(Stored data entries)
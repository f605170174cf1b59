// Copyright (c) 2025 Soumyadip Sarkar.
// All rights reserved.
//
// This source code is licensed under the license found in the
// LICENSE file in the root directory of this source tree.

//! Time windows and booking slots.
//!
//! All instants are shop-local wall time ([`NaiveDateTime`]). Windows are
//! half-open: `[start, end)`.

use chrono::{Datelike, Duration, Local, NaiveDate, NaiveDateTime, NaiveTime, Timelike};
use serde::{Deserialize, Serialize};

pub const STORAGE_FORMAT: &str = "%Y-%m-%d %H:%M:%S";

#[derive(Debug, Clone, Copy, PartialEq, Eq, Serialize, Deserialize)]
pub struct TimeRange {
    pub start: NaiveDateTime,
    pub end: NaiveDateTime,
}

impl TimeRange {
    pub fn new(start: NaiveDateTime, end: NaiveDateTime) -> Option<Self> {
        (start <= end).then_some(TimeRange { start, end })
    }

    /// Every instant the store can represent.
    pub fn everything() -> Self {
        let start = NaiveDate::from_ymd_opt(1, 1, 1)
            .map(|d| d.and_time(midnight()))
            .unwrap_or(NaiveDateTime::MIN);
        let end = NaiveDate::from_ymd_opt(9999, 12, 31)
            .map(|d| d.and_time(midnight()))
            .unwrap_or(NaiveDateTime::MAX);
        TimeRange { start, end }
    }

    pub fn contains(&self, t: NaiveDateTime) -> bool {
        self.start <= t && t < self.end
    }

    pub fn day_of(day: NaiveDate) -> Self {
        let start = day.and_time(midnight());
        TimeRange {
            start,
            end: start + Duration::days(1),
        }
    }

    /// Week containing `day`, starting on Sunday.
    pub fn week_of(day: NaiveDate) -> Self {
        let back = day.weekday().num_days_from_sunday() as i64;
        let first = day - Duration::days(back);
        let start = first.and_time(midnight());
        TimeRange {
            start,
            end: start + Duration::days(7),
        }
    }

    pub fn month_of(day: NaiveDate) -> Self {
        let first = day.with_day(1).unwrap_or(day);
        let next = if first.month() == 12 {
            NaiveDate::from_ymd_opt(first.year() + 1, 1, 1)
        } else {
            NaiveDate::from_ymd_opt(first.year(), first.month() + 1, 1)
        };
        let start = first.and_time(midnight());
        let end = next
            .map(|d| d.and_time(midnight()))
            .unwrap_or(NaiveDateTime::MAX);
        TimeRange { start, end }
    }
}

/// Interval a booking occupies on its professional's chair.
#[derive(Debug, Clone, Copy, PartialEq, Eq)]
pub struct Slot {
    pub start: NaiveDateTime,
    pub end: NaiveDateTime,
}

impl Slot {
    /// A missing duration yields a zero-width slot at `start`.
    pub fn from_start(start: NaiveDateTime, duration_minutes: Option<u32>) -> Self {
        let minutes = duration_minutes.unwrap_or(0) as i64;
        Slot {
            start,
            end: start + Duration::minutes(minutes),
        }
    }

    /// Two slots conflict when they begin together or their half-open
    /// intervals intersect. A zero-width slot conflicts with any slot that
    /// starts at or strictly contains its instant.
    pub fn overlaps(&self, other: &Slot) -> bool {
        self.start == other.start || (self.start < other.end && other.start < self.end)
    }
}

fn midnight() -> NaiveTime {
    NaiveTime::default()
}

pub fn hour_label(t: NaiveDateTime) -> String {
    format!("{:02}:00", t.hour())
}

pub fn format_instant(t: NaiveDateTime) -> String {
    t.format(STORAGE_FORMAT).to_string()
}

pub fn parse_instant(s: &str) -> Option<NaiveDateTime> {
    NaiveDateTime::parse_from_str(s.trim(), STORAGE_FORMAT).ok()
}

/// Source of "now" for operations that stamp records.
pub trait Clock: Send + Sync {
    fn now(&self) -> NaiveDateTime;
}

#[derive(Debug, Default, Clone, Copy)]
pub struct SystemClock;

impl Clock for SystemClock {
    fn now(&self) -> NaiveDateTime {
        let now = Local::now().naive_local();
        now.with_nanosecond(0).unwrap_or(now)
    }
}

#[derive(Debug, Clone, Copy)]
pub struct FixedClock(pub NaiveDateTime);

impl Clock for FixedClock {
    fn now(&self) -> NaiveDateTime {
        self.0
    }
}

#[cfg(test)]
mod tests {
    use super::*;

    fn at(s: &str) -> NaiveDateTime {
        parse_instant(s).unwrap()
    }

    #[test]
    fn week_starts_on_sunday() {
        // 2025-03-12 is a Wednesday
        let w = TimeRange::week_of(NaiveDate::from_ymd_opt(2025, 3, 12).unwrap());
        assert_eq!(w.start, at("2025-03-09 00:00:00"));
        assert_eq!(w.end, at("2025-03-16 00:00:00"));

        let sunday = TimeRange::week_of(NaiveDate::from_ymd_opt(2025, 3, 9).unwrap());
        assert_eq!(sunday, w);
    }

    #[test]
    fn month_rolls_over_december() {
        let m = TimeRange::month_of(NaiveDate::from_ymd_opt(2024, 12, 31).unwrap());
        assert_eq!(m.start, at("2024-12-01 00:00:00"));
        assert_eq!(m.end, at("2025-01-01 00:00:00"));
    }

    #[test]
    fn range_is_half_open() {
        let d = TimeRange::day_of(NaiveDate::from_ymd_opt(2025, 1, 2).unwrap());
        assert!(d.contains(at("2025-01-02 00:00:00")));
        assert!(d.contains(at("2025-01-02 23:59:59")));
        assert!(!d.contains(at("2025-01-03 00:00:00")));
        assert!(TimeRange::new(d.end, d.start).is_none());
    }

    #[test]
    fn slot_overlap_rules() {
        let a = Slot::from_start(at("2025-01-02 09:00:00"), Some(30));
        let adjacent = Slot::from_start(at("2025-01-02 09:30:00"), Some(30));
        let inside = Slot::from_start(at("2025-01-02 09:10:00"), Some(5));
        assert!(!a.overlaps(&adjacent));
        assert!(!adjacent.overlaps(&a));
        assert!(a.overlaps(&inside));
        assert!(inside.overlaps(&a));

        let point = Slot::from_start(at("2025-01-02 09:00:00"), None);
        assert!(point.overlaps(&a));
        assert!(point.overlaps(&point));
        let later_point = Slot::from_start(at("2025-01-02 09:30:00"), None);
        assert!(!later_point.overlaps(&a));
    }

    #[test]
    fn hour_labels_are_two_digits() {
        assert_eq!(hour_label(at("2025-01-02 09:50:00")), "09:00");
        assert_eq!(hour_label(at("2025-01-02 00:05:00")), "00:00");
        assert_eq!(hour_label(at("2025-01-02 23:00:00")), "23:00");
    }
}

* * *

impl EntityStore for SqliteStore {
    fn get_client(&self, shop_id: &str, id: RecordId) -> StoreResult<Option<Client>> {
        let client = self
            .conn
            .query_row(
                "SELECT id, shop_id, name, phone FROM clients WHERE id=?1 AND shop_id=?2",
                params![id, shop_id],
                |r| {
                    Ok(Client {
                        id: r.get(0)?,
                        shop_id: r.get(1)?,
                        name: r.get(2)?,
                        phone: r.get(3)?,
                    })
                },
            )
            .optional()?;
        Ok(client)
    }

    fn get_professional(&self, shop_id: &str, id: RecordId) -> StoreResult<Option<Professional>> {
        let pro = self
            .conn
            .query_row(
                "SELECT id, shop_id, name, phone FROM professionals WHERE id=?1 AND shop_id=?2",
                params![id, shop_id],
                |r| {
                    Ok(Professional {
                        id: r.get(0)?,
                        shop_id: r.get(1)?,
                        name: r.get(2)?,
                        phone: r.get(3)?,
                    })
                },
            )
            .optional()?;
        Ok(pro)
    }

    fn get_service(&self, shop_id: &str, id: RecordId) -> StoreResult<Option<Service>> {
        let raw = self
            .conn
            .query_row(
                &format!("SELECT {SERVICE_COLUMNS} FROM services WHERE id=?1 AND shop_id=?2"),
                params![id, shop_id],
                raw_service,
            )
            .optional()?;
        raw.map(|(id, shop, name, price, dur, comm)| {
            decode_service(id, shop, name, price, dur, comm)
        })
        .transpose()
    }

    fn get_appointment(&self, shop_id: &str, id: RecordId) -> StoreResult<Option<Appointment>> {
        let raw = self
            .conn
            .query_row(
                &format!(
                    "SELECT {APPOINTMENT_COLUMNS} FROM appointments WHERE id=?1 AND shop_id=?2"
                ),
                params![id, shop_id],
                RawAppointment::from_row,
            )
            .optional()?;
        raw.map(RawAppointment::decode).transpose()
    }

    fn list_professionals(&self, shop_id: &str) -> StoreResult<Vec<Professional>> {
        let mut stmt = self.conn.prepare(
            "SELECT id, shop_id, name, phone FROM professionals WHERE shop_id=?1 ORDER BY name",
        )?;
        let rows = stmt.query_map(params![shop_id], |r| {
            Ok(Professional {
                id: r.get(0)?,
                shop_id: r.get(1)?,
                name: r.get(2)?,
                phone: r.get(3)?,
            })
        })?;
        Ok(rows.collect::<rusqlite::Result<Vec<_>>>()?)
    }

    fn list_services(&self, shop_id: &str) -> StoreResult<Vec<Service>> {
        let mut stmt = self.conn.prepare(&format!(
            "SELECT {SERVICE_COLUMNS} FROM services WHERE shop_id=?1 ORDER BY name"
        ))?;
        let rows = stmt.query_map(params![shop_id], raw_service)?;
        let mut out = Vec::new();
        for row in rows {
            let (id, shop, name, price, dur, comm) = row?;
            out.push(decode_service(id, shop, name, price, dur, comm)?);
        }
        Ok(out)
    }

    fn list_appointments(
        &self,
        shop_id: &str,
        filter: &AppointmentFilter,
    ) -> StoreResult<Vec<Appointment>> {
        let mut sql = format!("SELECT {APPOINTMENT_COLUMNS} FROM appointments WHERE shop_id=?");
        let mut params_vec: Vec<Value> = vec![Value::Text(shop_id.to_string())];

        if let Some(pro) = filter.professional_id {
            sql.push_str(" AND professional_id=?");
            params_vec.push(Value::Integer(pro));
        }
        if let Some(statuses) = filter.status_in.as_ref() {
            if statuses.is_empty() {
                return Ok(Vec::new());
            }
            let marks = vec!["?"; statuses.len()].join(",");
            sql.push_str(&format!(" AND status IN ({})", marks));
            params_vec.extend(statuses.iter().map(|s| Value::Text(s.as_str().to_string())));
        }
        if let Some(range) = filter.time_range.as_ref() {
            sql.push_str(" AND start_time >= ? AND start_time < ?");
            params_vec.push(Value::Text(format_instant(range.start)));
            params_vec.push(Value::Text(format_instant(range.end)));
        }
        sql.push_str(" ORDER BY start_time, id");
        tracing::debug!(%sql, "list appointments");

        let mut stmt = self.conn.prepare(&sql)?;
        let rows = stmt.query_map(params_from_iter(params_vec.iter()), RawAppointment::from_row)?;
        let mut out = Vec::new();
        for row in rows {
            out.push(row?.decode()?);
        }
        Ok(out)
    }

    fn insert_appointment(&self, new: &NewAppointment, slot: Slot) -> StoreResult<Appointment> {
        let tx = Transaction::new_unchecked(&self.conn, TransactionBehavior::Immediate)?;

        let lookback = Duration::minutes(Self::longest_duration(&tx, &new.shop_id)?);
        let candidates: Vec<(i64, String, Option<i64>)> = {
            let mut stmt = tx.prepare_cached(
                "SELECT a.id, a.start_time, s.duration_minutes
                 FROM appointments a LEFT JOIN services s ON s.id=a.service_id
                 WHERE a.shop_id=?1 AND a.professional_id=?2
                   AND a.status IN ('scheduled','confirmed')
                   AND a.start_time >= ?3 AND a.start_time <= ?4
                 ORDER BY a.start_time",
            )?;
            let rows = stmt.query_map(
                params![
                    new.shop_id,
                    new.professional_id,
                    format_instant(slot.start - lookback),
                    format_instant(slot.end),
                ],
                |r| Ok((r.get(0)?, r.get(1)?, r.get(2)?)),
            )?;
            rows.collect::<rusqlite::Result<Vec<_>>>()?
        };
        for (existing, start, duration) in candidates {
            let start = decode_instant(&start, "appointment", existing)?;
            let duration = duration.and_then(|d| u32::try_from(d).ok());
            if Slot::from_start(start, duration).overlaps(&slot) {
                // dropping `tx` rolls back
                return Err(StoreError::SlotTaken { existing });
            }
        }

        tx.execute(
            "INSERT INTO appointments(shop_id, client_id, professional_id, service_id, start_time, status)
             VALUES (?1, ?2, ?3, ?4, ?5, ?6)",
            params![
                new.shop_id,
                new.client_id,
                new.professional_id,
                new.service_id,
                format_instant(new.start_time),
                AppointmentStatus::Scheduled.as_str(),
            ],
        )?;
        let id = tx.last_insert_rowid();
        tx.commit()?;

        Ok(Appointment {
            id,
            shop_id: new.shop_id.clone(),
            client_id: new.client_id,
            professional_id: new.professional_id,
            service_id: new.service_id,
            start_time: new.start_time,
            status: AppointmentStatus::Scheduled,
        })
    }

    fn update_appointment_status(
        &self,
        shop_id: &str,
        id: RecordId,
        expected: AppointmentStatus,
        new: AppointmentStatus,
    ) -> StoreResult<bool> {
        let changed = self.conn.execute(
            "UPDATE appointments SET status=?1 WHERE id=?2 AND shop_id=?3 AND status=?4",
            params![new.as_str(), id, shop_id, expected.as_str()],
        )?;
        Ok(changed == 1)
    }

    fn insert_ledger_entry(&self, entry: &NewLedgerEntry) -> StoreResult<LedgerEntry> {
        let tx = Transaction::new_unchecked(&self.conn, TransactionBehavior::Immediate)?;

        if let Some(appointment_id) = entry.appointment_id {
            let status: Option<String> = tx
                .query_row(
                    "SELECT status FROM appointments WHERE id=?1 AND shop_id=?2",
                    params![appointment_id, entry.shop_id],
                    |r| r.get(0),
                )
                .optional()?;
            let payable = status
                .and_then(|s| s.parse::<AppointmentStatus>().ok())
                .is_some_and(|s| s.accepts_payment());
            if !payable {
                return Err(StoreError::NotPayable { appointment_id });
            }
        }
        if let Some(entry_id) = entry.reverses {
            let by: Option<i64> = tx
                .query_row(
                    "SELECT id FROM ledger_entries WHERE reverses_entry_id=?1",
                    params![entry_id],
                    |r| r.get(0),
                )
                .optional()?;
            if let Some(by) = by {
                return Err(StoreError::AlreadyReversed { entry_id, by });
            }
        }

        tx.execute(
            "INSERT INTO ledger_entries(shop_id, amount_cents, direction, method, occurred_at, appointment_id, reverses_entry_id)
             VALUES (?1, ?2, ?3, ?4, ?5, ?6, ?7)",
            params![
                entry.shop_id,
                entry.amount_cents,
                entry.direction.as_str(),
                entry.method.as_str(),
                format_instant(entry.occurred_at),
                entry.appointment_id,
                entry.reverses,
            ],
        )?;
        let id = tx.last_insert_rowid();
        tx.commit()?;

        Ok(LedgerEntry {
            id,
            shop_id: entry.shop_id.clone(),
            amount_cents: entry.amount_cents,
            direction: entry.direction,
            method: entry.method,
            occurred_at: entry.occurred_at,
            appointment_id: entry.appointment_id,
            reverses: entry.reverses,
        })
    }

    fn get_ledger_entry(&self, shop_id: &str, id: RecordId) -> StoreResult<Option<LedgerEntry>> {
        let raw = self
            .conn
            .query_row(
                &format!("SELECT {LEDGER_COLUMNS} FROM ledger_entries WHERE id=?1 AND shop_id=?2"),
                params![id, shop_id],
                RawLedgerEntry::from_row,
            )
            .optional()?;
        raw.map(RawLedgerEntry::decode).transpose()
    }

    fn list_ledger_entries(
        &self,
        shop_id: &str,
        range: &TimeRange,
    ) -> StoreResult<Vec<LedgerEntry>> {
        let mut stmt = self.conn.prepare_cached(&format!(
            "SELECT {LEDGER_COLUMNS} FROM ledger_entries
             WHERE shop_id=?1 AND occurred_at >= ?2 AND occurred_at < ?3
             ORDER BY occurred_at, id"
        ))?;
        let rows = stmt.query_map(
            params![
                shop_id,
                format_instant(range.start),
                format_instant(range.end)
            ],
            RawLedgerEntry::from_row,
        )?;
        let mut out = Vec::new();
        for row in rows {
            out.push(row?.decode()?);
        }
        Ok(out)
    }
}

▶ **WORK TASK**: Search the data for "return". Copy every line that has it.

▶ **ANSWER BELOW**:
                return Ok(Vec::new());
                return Err(StoreError::SlotTaken { existing });
                return Err(StoreError::NotPayable { appointment_id });
                return Err(StoreError::AlreadyReversed { entry_id, by });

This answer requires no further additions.